Giorno: 26 maggio 2016

India e Pakistan. Paura della bomba.

La firma del presidente Bush suggella, nel dicembre del 2006, l’accordo di cooperazione sul nucleare civile tra Stati Uniti e India. E’ un accordo che consente al governo indiano di acquistare reattori e combustibile nucleare e di adoperare know how americano in fatto di tecnologie avanzate. L’iter ha richiesto diversi mesi ma alla fine Delhi e Washington si dicono soddisfatte. E’ una capitolo centrale della politica asiatica in tema di armamento nucleare, in un continente dove l’atomica fa parte del patrimonio militare cinese e russo ma il nucleare “illegale”, ossia fuori dal Trattato di non proliferazione nucleare (Npt), conta almeno quattro Paesi (India, Pakistan, Corea del Nord e Israele). Per India e Pakistan la bomba è comunque una realtà dichiarata e rivendicata in un equilibrio precario che, con l’accordo del 2006, assiste a un’accelerazione. Pechino e Islamabad hanno seguito l’iter dell’accordo con apprensione: i pachistani soprattutto. L’equilibrio del terrore, garantito dal possesso dell’atomica, è sempre stato il filo rosso sul quale si è giocata la partita tra India e Pakistan, gemelli separati nel 1947 dalla Partition dell’India britannica. E Islamabad si sente sempre un passo indietro.
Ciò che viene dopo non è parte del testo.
impl MarketService {
    pub fn new(
        store: Arc<dyn CredentialStore>,
        cache: Arc<Cache>,
        endpoints: BrokerEndpoints,
        ttl: CacheTtl,
        quote_wait_timeout: Duration,
    ) -> Self {
        let quotes = QuoteFetcher::new(
            cache.clone(),
            ttl.quote,
            quote_wait_timeout,
            &endpoints.default_segment,
        );
        MarketService {
            store,
            cache,
            quotes,
            endpoints,
            ttl,
        }
    }

    pub async fn credential(&self, user_id: &str) -> Result<Credential> {
        db::resolve(self.store.as_ref(), user_id).await
    }

    async fn client(&self, user_id: &str) -> Result<BrokerClient> {
        let credential = self.credential(user_id).await?;
        BrokerClient::new(&credential, &self.endpoints)
    }

    async fn cached<T, F, Fut>(&self, key: String, ttl_secs: u64, load: F) -> Result<T>
    where
        T: Serialize + DeserializeOwned,
        F: FnOnce() -> Fut,
        Fut: Future<Output = Result<T>>,
    {
        if let Some(value) = self.cache.get(&key).await {
            match serde_json::from_value::<T>(value) {
                Ok(hit) => {
                    debug!("Cache hit for {}", key);
                    return Ok(hit);
                }
                Err(e) => warn!("Discarding unreadable cache entry {}: {}", key, e),
            }
        }
        let fresh = load().await?;
        self.cache.set(&key, &fresh, ttl_secs).await;
        Ok(fresh)
    }

    // Credential link flow.

    pub async fn link(&self, user_id: &str, request: LinkRequest) -> Result<CredentialStatus> {
        if request.client_id.trim().is_empty() || request.api_key.trim().is_empty() {
            return Err(GatewayError::BadRequest(
                "clientId and apiKey are required".to_string(),
            ));
        }
        let credential = Credential {
            user_id: user_id.to_string(),
            broker: request.broker,
            client_id: request.client_id,
            api_key: request.api_key,
            api_secret: request.api_secret,
            access_token: request.access_token.filter(|t| !t.is_empty()),
            linked_at: Utc::now(),
        };
        self.store.upsert(&credential).await?;
        info!("Linked {} account for user {}", credential.broker, user_id);
        Ok(CredentialStatus::from(&credential))
    }

    pub async fn refresh_token(&self, user_id: &str, access_token: &str) -> Result<CredentialStatus> {
        if access_token.trim().is_empty() {
            return Err(GatewayError::BadRequest("accessToken is required".to_string()));
        }
        self.store.update_access_token(user_id, access_token).await?;
        self.invalidate_user(user_id).await;
        let credential = self
            .store
            .find(user_id)
            .await?
            .ok_or_else(|| GatewayError::MissingCredentials(user_id.to_string()))?;
        Ok(CredentialStatus::from(&credential))
    }

    pub async fn credential_status(&self, user_id: &str) -> Result<CredentialStatus> {
        self.store
            .find(user_id)
            .await?
            .map(|c| CredentialStatus::from(&c))
            .ok_or_else(|| GatewayError::MissingCredentials(user_id.to_string()))
    }

    async fn invalidate_user(&self, user_id: &str) {
        for namespace in ["holdings", "positions", "funds", "orders"] {
            self.cache.del(&cache_key(namespace, &[user_id])).await;
        }
    }

    // Raw broker resources.

    pub async fn holdings(&self, user_id: &str) -> Result<Vec<UpstreamHolding>> {
        self.cached(cache_key("holdings", &[user_id]), self.ttl.holdings, || async {
            self.client(user_id).await?.holdings().await
        })
        .await
    }

    pub async fn positions(&self, user_id: &str) -> Result<Vec<UpstreamPosition>> {
        self.cached(cache_key("positions", &[user_id]), self.ttl.positions, || async {
            self.client(user_id).await?.positions().await
        })
        .await
    }

    pub async fn orders(&self, user_id: &str) -> Result<Vec<UpstreamOrder>> {
        self.cached(cache_key("orders", &[user_id]), self.ttl.orders, || async {
            self.client(user_id).await?.orders().await
        })
        .await
    }

    pub async fn funds(&self, user_id: &str) -> Result<Funds> {
        let raw = self
            .cached(cache_key("funds", &[user_id]), self.ttl.funds, || async {
                self.client(user_id).await?.fund_limit().await
            })
            .await
            .map_err(|e| {
                warn!("Failed to fetch funds for {}: {}", user_id, e);
                e
            })?;
        Ok(normalize_funds(&raw))
    }

    // Aggregated views.

    /// Holdings merged with positions. A failing upstream list counts as
    /// empty so the dashboard still renders; missing credentials still fail.
    pub async fn portfolio(&self, user_id: &str) -> Result<BTreeMap<String, PortfolioLine>> {
        self.credential(user_id).await?;
        let (holdings, positions) = tokio::join!(self.holdings(user_id), self.positions(user_id));
        let holdings = holdings.unwrap_or_else(|e| {
            warn!("Holdings unavailable for {}: {}", user_id, e);
            Vec::new()
        });
        let positions = positions.unwrap_or_else(|e| {
            warn!("Positions unavailable for {}: {}", user_id, e);
            Vec::new()
        });
        Ok(merge_portfolio(&holdings, &positions))
    }

    pub async fn portfolio_summary(&self, user_id: &str) -> Result<PortfolioSummary> {
        let lines = self.portfolio(user_id).await?;
        Ok(summarize(lines.values()))
    }

    pub async fn today_pnl(&self, user_id: &str) -> Result<TodayPnl> {
        self.credential(user_id).await?;
        let (orders, positions) = tokio::join!(self.orders(user_id), self.positions(user_id));
        let orders = orders.unwrap_or_else(|e| {
            warn!("Orders unavailable for {}: {}", user_id, e);
            Vec::new()
        });
        let positions = positions.unwrap_or_else(|e| {
            warn!("Positions unavailable for {}: {}", user_id, e);
            Vec::new()
        });
        Ok(today_pnl(&orders, &positions, Utc::now().date_naive()))
    }

    pub async fn trade_history(
        &self,
        user_id: &str,
        from: &str,
        to: &str,
        page: usize,
    ) -> Result<Vec<UpstreamTrade>> {
        let (from, to) = (check_date(from)?, check_date(to)?);
        let page_str = page.to_string();
        let key = cache_key("trades", &[user_id, from, to, page_str.as_str()]);
        self.cached(key, self.ttl.trade_history, || async {
            self.client(user_id)
                .await?
                .trade_history(from, to, page)
                .await
        })
        .await
    }

    pub async fn ledger(
        &self,
        user_id: &str,
        from: &str,
        to: &str,
        page: usize,
        page_size: usize,
    ) -> Result<Page<UpstreamLedgerEntry>> {
        let (from, to) = (check_date(from)?, check_date(to)?);
        let key = cache_key("ledger", &[user_id, from, to]);
        let entries: Vec<UpstreamLedgerEntry> = self
            .cached(key, self.ttl.ledger, || async {
                self.client(user_id).await?.ledger(from, to).await
            })
            .await?;
        Ok(paginate(&entries, page, page_size))
    }

    // Quotes.

    pub async fn quote(&self, user_id: &str, instrument: &str) -> Result<Quote> {
        let source: Arc<dyn QuoteSource> = Arc::new(self.client(user_id).await?);
        self.quotes.fetch(source, instrument).await
    }

    pub async fn quotes(&self, user_id: &str, instruments: &[String]) -> Result<BTreeMap<String, Quote>> {
        let source: Arc<dyn QuoteSource> = Arc::new(self.client(user_id).await?);
        Ok(self.quotes.fetch_many(source, instruments).await)
    }

    // Actions; these fail loudly.

    pub async fn margin(&self, user_id: &str, request: &Value) -> Result<Value> {
        let reply = self.client(user_id).await?.margin_calculator(request).await?;
        if reply.is_null() || reply.as_object().map_or(false, |o| o.is_empty()) {
            return Err(GatewayError::MalformedPayload(
                "empty margin calculator response".to_string(),
            ));
        }
        Ok(reply)
    }

    pub async fn convert_position(&self, user_id: &str, request: &Value) -> Result<Value> {
        let reply = self
            .client(user_id)
            .await?
            .convert_position(request)
            .await?;
        self.cache.del(&cache_key("positions", &[user_id])).await;
        self.cache.del(&cache_key("holdings", &[user_id])).await;
        info!("Converted position for user {}", user_id);
        Ok(reply)
    }
}
fn market_routes(
    state: Arc<AppState>,
) -> impl Filter<Extract = impl Reply, Error = Rejection> + Clone {
    let user = with_user(state.jwt_secret.clone());

    let holdings = warp::path!("market" / "holdings")
        .and(warp::get())
        .and(user.clone())
        .and(with_state(state.clone()))
        .and_then(holdings_handler);

    let positions = warp::path!("market" / "positions")
        .and(warp::get())
        .and(user.clone())
        .and(with_state(state.clone()))
        .and_then(positions_handler);

    let portfolio = warp::path!("market" / "portfolio")
        .and(warp::get())
        .and(user.clone())
        .and(with_state(state.clone()))
        .and_then(portfolio_handler);

    let summary = warp::path!("market" / "portfolio" / "summary")
        .and(warp::get())
        .and(user.clone())
        .and(with_state(state.clone()))
        .and_then(summary_handler);

    let funds = warp::path!("market" / "funds")
        .and(warp::get())
        .and(user.clone())
        .and(with_state(state.clone()))
        .and_then(funds_handler);

    let orders = warp::path!("market" / "orders")
        .and(warp::get())
        .and(user.clone())
        .and(with_state(state.clone()))
        .and_then(orders_handler);

    let pnl = warp::path!("market" / "pnl" / "today")
        .and(warp::get())
        .and(user.clone())
        .and(with_state(state.clone()))
        .and_then(today_pnl_handler);

    let trades = warp::path!("market" / "trades")
        .and(warp::get())
        .and(user.clone())
        .and(with_state(state.clone()))
        .and(warp::query::<TradeQuery>())
        .and_then(trades_handler);

    let ledger = warp::path!("market" / "ledger")
        .and(warp::get())
        .and(user.clone())
        .and(with_state(state.clone()))
        .and(warp::query::<LedgerQuery>())
        .and_then(ledger_handler);

    let quote = warp::path!("market" / "quote" / String)
        .and(warp::get())
        .and(user.clone())
        .and(with_state(state.clone()))
        .and_then(quote_handler);

    let quotes = warp::path!("market" / "quotes")
        .and(warp::post())
        .and(user.clone())
        .and(with_state(state.clone()))
        .and(warp::body::json())
        .and_then(quotes_handler);

    let margin = warp::path!("market" / "margin")
        .and(warp::post())
        .and(user.clone())
        .and(with_state(state.clone()))
        .and(warp::body::json())
        .and_then(margin_handler);

    let convert = warp::path!("market" / "positions" / "convert")
        .and(warp::post())
        .and(user)
        .and(with_state(state))
        .and(warp::body::json())
        .and_then(convert_handler);

    holdings
        .or(positions)
        .or(portfolio)
        .or(summary)
        .or(funds)
        .or(orders)
        .or(pnl)
        .or(trades)
        .or(ledger)
        .or(quote)
        .or(quotes)
        .or(margin)
        .or(convert)
}

fn feed_routes(
    state: Arc<AppState>,
) -> impl Filter<Extract = impl Reply, Error = Rejection> + Clone {
    let user = with_user(state.jwt_secret.clone());

    let status = warp::path!("market" / "feed")
        .and(warp::get())
        .and(user.clone())
        .and(with_state(state.clone()))
        .and_then(feed_status_handler);

    let start = warp::path!("market" / "feed" / "start")
        .and(warp::post())
        .and(user.clone())
        .and(with_state(state.clone()))
        .and_then(feed_start_handler);

    let stop = warp::path!("market" / "feed" / "stop")
        .and(warp::post())
        .and(user.clone())
        .and(with_state(state.clone()))
        .and_then(feed_stop_handler);

    let subscribe = warp::path!("market" / "feed" / "subscribe")
        .and(warp::post())
        .and(user.clone())
        .and(with_state(state.clone()))
        .and(warp::body::json())
        .and_then(feed_subscribe_handler);

    let unsubscribe = warp::path!("market" / "feed" / "unsubscribe")
        .and(warp::post())
        .and(user)
        .and(with_state(state.clone()))
        .and(warp::body::json())
        .and_then(feed_unsubscribe_handler);

    let socket = warp::path!("market" / "feed" / "ws")
        .and(warp::ws())
        .and(warp::query::<SocketQuery>())
        .and(with_state(state))
        .and_then(socket_handler);

    status.or(start).or(stop).or(subscribe).or(unsubscribe).or(socket)
}

async fn link_handler(
    user_id: String,
    state: Arc<AppState>,
    request: LinkRequest,
) -> Result<impl Reply, Rejection> {
    let result = state.market.link(&user_id, request).await;
    respond("link broker account", &user_id, result).map(|reply| {
        info!("Broker account linked for user {}", user_id);
        warp::reply::with_status(reply, warp::http::StatusCode::CREATED)
    })
}

async fn token_handler(
    user_id: String,
    state: Arc<AppState>,
    request: TokenRequest,
) -> Result<impl Reply, Rejection> {
    let result = state
        .market
        .refresh_token(&user_id, &request.access_token)
        .await;
    respond("refresh access token", &user_id, result)
}

async fn credential_handler(user_id: String, state: Arc<AppState>) -> Result<impl Reply, Rejection> {
    let result = state.market.credential_status(&user_id).await;
    respond("read credential status", &user_id, result)
}

async fn holdings_handler(user_id: String, state: Arc<AppState>) -> Result<impl Reply, Rejection> {
    let result = state.market.holdings(&user_id).await.map(|holdings| {
        holdings
            .into_iter()
            .map(|h| h.into_line())
            .collect::<Vec<PortfolioLine>>()
    });
    respond("fetch holdings", &user_id, result)
}
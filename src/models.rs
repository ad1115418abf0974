// src/models.rs
use chrono::{DateTime, Utc};
use serde::{Deserialize, Serialize};
use serde_json::Value;

/// A user's link to their broker account.
#[derive(Debug, Clone, PartialEq)]
pub struct Credential {
    pub user_id: String,
    pub broker: String,
    pub client_id: String,
    pub api_key: String,
    pub api_secret: String,
    pub access_token: Option<String>,
    pub linked_at: DateTime<Utc>,
}

/// What the API reveals about a linked credential.
#[derive(Debug, Serialize)]
#[serde(rename_all = "camelCase")]
pub struct CredentialStatus {
    pub broker: String,
    pub client_id: String,
    pub has_access_token: bool,
    pub linked_at: DateTime<Utc>,
}

impl From<&Credential> for CredentialStatus {
    fn from(c: &Credential) -> Self {
        CredentialStatus {
            broker: c.broker.clone(),
            client_id: c.client_id.clone(),
            has_access_token: c.access_token.is_some(),
            linked_at: c.linked_at,
        }
    }
}

#[derive(Debug, Deserialize)]
#[serde(rename_all = "camelCase")]
pub struct LinkRequest {
    pub broker: String,
    pub client_id: String,
    pub api_key: String,
    pub api_secret: String,
    #[serde(default)]
    pub access_token: Option<String>,
}

#[derive(Debug, Deserialize)]
#[serde(rename_all = "camelCase")]
pub struct TokenRequest {
    pub access_token: String,
}

#[derive(Debug, Clone, PartialEq, Serialize, Deserialize)]
#[serde(rename_all = "camelCase")]
pub struct Quote {
    pub security_id: String,
    pub ltp: f64,
    pub change: f64,
    pub change_percent: f64,
    pub updated_at: DateTime<Utc>,
    #[serde(default)]
    pub from_cache: bool,
}

#[derive(Debug, Deserialize)]
#[serde(rename_all = "camelCase")]
pub struct QuotesRequest {
    pub security_ids: Vec<String>,
}

#[derive(Debug, Clone, Copy, PartialEq, Eq, Serialize, Deserialize)]
#[serde(rename_all = "SCREAMING_SNAKE_CASE")]
pub enum ProductType {
    Delivery,
    Intraday,
    Margin,
    Other,
}

impl ProductType {
    pub fn from_broker(raw: &str) -> Self {
        match raw.trim().to_ascii_uppercase().as_str() {
            "CNC" | "DELIVERY" => ProductType::Delivery,
            "INTRADAY" | "MIS" => ProductType::Intraday,
            "MARGIN" | "MTF" | "NRML" => ProductType::Margin,
            _ => ProductType::Other,
        }
    }
}

#[derive(Debug, Clone, Copy, PartialEq, Eq, Serialize, Deserialize)]
#[serde(rename_all = "lowercase")]
pub enum LineSource {
    Holding,
    Position,
    Both,
}

#[derive(Debug, Clone, PartialEq, Serialize, Deserialize)]
#[serde(rename_all = "camelCase")]
pub struct PortfolioLine {
    pub trading_symbol: String,
    pub security_id: String,
    pub exchange: String,
    pub quantity: f64,
    pub average_cost: f64,
    pub last_price: f64,
    pub realized_pnl: f64,
    pub unrealized_pnl: f64,
    pub product_type: ProductType,
    pub source: LineSource,
}

#[derive(Debug, Clone, PartialEq, Serialize, Deserialize)]
#[serde(rename_all = "camelCase")]
pub struct PortfolioSummary {
    pub total_investment: f64,
    pub current_value: f64,
    #[serde(rename = "overallPnL")]
    pub overall_pnl: f64,
    #[serde(rename = "overallPnLPercent")]
    pub overall_pnl_percent: f64,
    pub realized_pnl: f64,
    pub unrealized_pnl: f64,
    pub line_count: usize,
}

#[derive(Debug, Clone, PartialEq, Serialize, Deserialize)]
#[serde(rename_all = "camelCase")]
pub struct Funds {
    pub available_balance: f64,
    pub sod_limit: f64,
    pub collateral: f64,
    pub receivable: f64,
    pub utilized: f64,
    pub blocked_payout: f64,
    pub withdrawable: f64,
}

#[derive(Debug, Clone, PartialEq, Serialize, Deserialize)]
#[serde(rename_all = "camelCase")]
pub struct TodayPnl {
    pub realized: f64,
    pub unrealized: f64,
    pub total: f64,
}

#[derive(Debug, Clone, PartialEq, Serialize, Deserialize)]
#[serde(rename_all = "camelCase")]
pub struct Page<T> {
    pub items: Vec<T>,
    pub page: usize,
    pub page_size: usize,
    pub total: usize,
    pub has_more: bool,
}

#[derive(Debug, Deserialize)]
pub struct TradeQuery {
    pub from: String,
    pub to: String,
    #[serde(default)]
    pub page: usize,
}

#[derive(Debug, Deserialize)]
#[serde(rename_all = "camelCase")]
pub struct LedgerQuery {
    pub from: String,
    pub to: String,
    #[serde(default)]
    pub page: usize,
    #[serde(default = "default_page_size")]
    pub page_size: usize,
}

fn default_page_size() -> usize {
    50
}

#[derive(Debug, Deserialize)]
pub struct SocketQuery {
    pub token: String,
}

#[derive(Debug, Deserialize)]
#[serde(rename_all = "camelCase")]
pub struct SubscriptionRequest {
    pub security_ids: Vec<String>,
}

/// Message published on a user's real-time channel.
#[derive(Debug, Clone, PartialEq, Serialize, Deserialize)]
pub struct Envelope {
    #[serde(rename = "type")]
    pub kind: String,
    pub data: Value,
}

impl Envelope {
    pub fn new(kind: &str, data: Value) -> Self {
        Envelope {
            kind: kind.to_string(),
            data,
        }
    }
}
//! Taskpad - quick-capture task manager with habits and reminders
//!
//! This library provides the core functionality for Taskpad, including:
//! - Natural-language capture of tasks (category, tags, priority, dates, reminders)
//! - Recurrence and habit streak tracking on completion
//! - A JSON task collection persisted in a SQLite key-value table, with undo
//! - Reminder scheduling and delivery
//! - CLI command parsing and execution
//!
//! # Example
//!
//! ```no_run
//! use taskpad::cli::run;
//!
//! fn main() {
//!     if let Err(e) = run() {
//!         eprintln!("Error: {}", e);
//!         std::process::exit(1);
//!     }
//! }
//! ```

pub mod capture;
pub mod cli;
pub mod config;
pub mod db;
pub mod models;
pub mod recur;
pub mod reminders;
pub mod store;
pub mod utils;
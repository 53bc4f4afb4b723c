use serde::{Deserialize, Serialize};

/// Category id used when no categories are configured at all
pub const FALLBACK_CATEGORY: &str = "personal";

/// Category reference entity
///
/// The set is fixed configuration; tasks point at a category by `id`.
#[derive(Debug, Clone, PartialEq, Eq, Serialize, Deserialize)]
pub struct Category {
    pub id: String,
    pub name: String,
    /// Terminal color name (see `cli::output`)
    pub color: String,
}

impl Category {
    pub fn new(id: &str, name: &str, color: &str) -> Self {
        Self {
            id: id.to_string(),
            name: name.to_string(),
            color: color.to_string(),
        }
    }

    /// Case-insensitive match against id or display name
    pub fn matches(&self, candidate: &str) -> bool {
        self.id.eq_ignore_ascii_case(candidate) || self.name.to_lowercase() == candidate.to_lowercase()
    }
}

/// Built-in category set, used when the rc file defines none
pub fn default_categories() -> Vec<Category> {
    vec![
        Category::new("personal", "Personal", "blue"),
        Category::new("work", "Work", "magenta"),
        Category::new("health", "Health", "green"),
        Category::new("learning", "Learning", "yellow"),
    ]
}

/// Look up a category by id or name
pub fn find_category<'a>(categories: &'a [Category], candidate: &str) -> Option<&'a Category> {
    categories.iter().find(|c| c.matches(candidate))
}
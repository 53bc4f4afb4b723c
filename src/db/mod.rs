pub mod connection;
pub mod migrations;

pub use connection::*;
//! Reminder timers
//!
//! One timer per task with a future `reminderAt`. The whole timer map is
//! rebuilt from the task list on every change rather than patched
//! incrementally; every existing timer is cancelled first.

use std::collections::HashMap;
use chrono::NaiveDateTime;
use crate::models::Task;

/// A pending reminder for one task
#[derive(Debug, Clone, PartialEq, Eq)]
pub struct Timer {
    pub task_id: String,
    pub title: String,
    pub fire_at: NaiveDateTime,
}

/// A reminder whose time has come
#[derive(Debug, Clone, PartialEq, Eq)]
pub struct Notification {
    pub task_id: String,
    pub title: String,
    pub body: String,
    pub fire_at: NaiveDateTime,
}

#[derive(Debug, Default)]
pub struct ReminderScheduler {
    timers: HashMap<String, Timer>,
}

impl ReminderScheduler {
    pub fn new() -> Self {
        Self::default()
    }

    /// Cancel every timer and create one per eligible task
    ///
    /// A task is eligible when it is not done and its reminder lies after
    /// `now`. Without notification permission no timers are created.
    /// Returns the number of timers scheduled.
    pub fn reschedule(&mut self, tasks: &[Task], permission: bool, now: NaiveDateTime) -> usize {
        let cancelled = self.cancel_all();
        if cancelled > 0 {
            log::debug!("cancelled {} reminder timer(s)", cancelled);
        }

        if !permission {
            return 0;
        }

        for task in tasks {
            let Some(fire_at) = task.reminder_at else {
                continue;
            };
            if task.is_done() || fire_at <= now {
                continue;
            }
            self.timers.insert(
                task.id.clone(),
                Timer { task_id: task.id.clone(), title: task.title.clone(), fire_at },
            );
        }

        log::debug!("scheduled {} reminder timer(s)", self.timers.len());
        self.timers.len()
    }

    /// Cancel one task's timer. Returns true if one was pending.
    pub fn cancel(&mut self, task_id: &str) -> bool {
        self.timers.remove(task_id).is_some()
    }

    /// Cancel all timers, returning how many were pending
    pub fn cancel_all(&mut self) -> usize {
        let count = self.timers.len();
        self.timers.clear();
        count
    }

    /// Pending timers, soonest first
    pub fn pending(&self) -> Vec<&Timer> {
        let mut timers: Vec<&Timer> = self.timers.values().collect();
        timers.sort_by(|a, b| a.fire_at.cmp(&b.fire_at).then_with(|| a.title.cmp(&b.title)));
        timers
    }

    pub fn next_fire_at(&self) -> Option<NaiveDateTime> {
        self.timers.values().map(|t| t.fire_at).min()
    }

    pub fn len(&self) -> usize {
        self.timers.len()
    }

    pub fn is_empty(&self) -> bool {
        self.timers.is_empty()
    }

    /// Remove and return every timer due at `now`
    ///
    /// Timers for tasks that have since been deleted or completed are
    /// dropped without a notification.
    pub fn fire_due(&mut self, tasks: &[Task], now: NaiveDateTime) -> Vec<Notification> {
        let due_ids: Vec<String> = self.timers
            .values()
            .filter(|t| t.fire_at <= now)
            .map(|t| t.task_id.clone())
            .collect();

        let mut fired = Vec::new();
        for id in due_ids {
            let Some(timer) = self.timers.remove(&id) else {
                continue;
            };
            let still_open = tasks.iter().any(|t| t.id == timer.task_id && !t.is_done());
            if !still_open {
                log::debug!("dropping reminder for closed or deleted task {}", timer.task_id);
                continue;
            }
            fired.push(Notification {
                body: format!("Reminder: {}", timer.title),
                task_id: timer.task_id,
                title: timer.title,
                fire_at: timer.fire_at,
            });
        }

        fired.sort_by(|a, b| a.fire_at.cmp(&b.fire_at));
        fired
    }
}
Le tensioni tra i due Paesi, al di là delle guerre (1947-1965-1971) o degli “incidenti” (Kargil 1999), non sono mai mancate neppure in tempo di pace. Una pace armata. Nel 1986 ad esempio, l’Operation Brasstacks, condotta dall’India in Rajastan al confine occidentale col Pakistan, mette immediatamente Islamabad in allarme: Delhi del resto, in quelle che ha annunciato come normali “esercitazioni”, ha schierato 600mila uomini e tutto il dispositivo della marina e dell’aeronautica. Una sorta di prova generale in caso di attacco al Pakistan. A Islamabad fanno i conti. Delhi può colpire le centrali pachistane in 3 minuti, i pachistani in 8. La tensione è alle stelle. Non è la prima volta. Non sarà l’ultima. Nel 1988, sui due fronti, si assiste a una dimostrazione di forza: cinque esplosioni nucleari in India l’11 maggio seguite da altrettante in Pakistan il 28 e da una sesta il 30. Il confronto fortunatamente rientrerà, scongiurando uno scontro tra i due colossi nucleari, ma l’episodio segna indelebilmente i rapporti tra i due Paesi che, nel 2001 con l’attacco al parlamento indiano, e nel 2008, dopo gli attentati nel cuore di Bombay, tornano a farsi bollenti: la guerra, fortunatamente solo diplomatica, agita più o meno apertamente lo spauracchio del first strike nucleare. Soprattutto nel 2001 lo spettro di un conflitto con la possibilità dell’uso di testate nucleari (circa un centinaio a testa), diventerà una possibilità reale per mesi e sarà la diplomazia internazionale a raffreddare gli animi di due Paesi retti allora da governi forti (il dittatore militare Musharraf in Pakistan) e molto nazionalisti (il Bjp al governo di Delhi). Da allora la tensione si è allentata ma il processo di riconciliazione tra i due Paesi continua ad essere in alto mare mentre non rallenta la corsa agli armamenti, un pericolo che, soprattutto gli Stati Uniti, ma anche la Russia, vorrebbero scongiurare.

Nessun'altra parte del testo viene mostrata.